Martin Whitworth, research director at IDC, said that some organizations, the most effective solutions are where the CISO or security department don’t make decision on technology, but act as the customer and while they are responsible for defining requirements, they can lead with a solution that fits with the set of requirements of the company.
He said: “There is the case where people are not good at their desired outcomes, and go into a situation and fail as they ask the wrong question. So it is a case of sitting and asking what you want to achieve.”
Whitworth also said that security is bad at inventing metrics, and while we look for security implementations, the key to getting effective metrics is knowing what the business is trying to satisfy and what risks they want to mitigate.
Asked by Erlin on how communication works, and if there is a successful strategy for this, Langford said he works with the communications team to get the best message out, and bring a human factor so we know in a traditional sense what we are facing so you can "take the facts and turn it into a compelling piece of content”.
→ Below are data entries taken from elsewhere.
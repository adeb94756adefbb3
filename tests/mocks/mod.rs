//! In-memory repository mocks shared by the integration tests.

mod mock_contact_repository;
mod mock_person_repository;
mod mock_personnel_repository;

#[allow(unused_imports)]
pub use mock_contact_repository::MockContactRepository;
#[allow(unused_imports)]
pub use mock_person_repository::MockPersonRepository;
#[allow(unused_imports)]
pub use mock_personnel_repository::MockPersonnelRepository;
use crate::error::{RegistryError, RegistryResult};
use crate::models::{NewPerson, Person};
use crate::repositories::traits::PersonRepository;
use crate::store::AsyncSqliteStore;
use async_trait::async_trait;

/// Person repository implementation backed by SQLite.
///
/// This repository delegates all operations to the AsyncSqliteStore,
/// turning missing rows into `RegistryError::NotFound`.
pub struct SqlitePersonRepository {
    store: AsyncSqliteStore,
}

impl SqlitePersonRepository {
    /// Create a new SqlitePersonRepository over the given store.
    pub fn new(store: AsyncSqliteStore) -> Self {
        Self { store }
    }
}

#[async_trait]
impl PersonRepository for SqlitePersonRepository {
    async fn get(&self, id: i64) -> RegistryResult<Person> {
        self.store
            .run(move |s| s.get_person(id))
            .await?
            .ok_or_else(|| RegistryError::not_found("Person", id))
    }

    async fn list(&self) -> RegistryResult<Vec<Person>> {
        self.store.run(|s| s.list_persons()).await
    }

    async fn create(&self, person: &NewPerson) -> RegistryResult<Person> {
        let person = person.clone();
        self.store.run(move |s| s.insert_person(&person)).await
    }

    async fn update(&self, person: &Person) -> RegistryResult<Person> {
        let person = person.clone();
        let id = person.id;

        let (updated, person) = self
            .store
            .run(move |s| s.update_person(&person).map(|changed| (changed, person)))
            .await?;

        if !updated {
            return Err(RegistryError::not_found("Person", id));
        }
        Ok(person)
    }

    async fn delete(&self, id: i64) -> RegistryResult<()> {
        if !self.store.run(move |s| s.delete_person(id)).await? {
            return Err(RegistryError::not_found("Person", id));
        }
        Ok(())
    }
}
Khan agreed, saying a communications plan and business come together so an extra click on a tool of process can be determined, and understand what that means for a customer. “The key thing that I want you to take away to is look at your perspective of the business and ask why you’re asking for an extra click or change of process, and what you want to achieve.”
Whitworth said that the CISO has got to communicate with the board or other functions as you cannot expect it to happen, and if you need skills, the business should invest in it. “If the CISO is not asking to be developed personally, then they are not long for this world,” he said.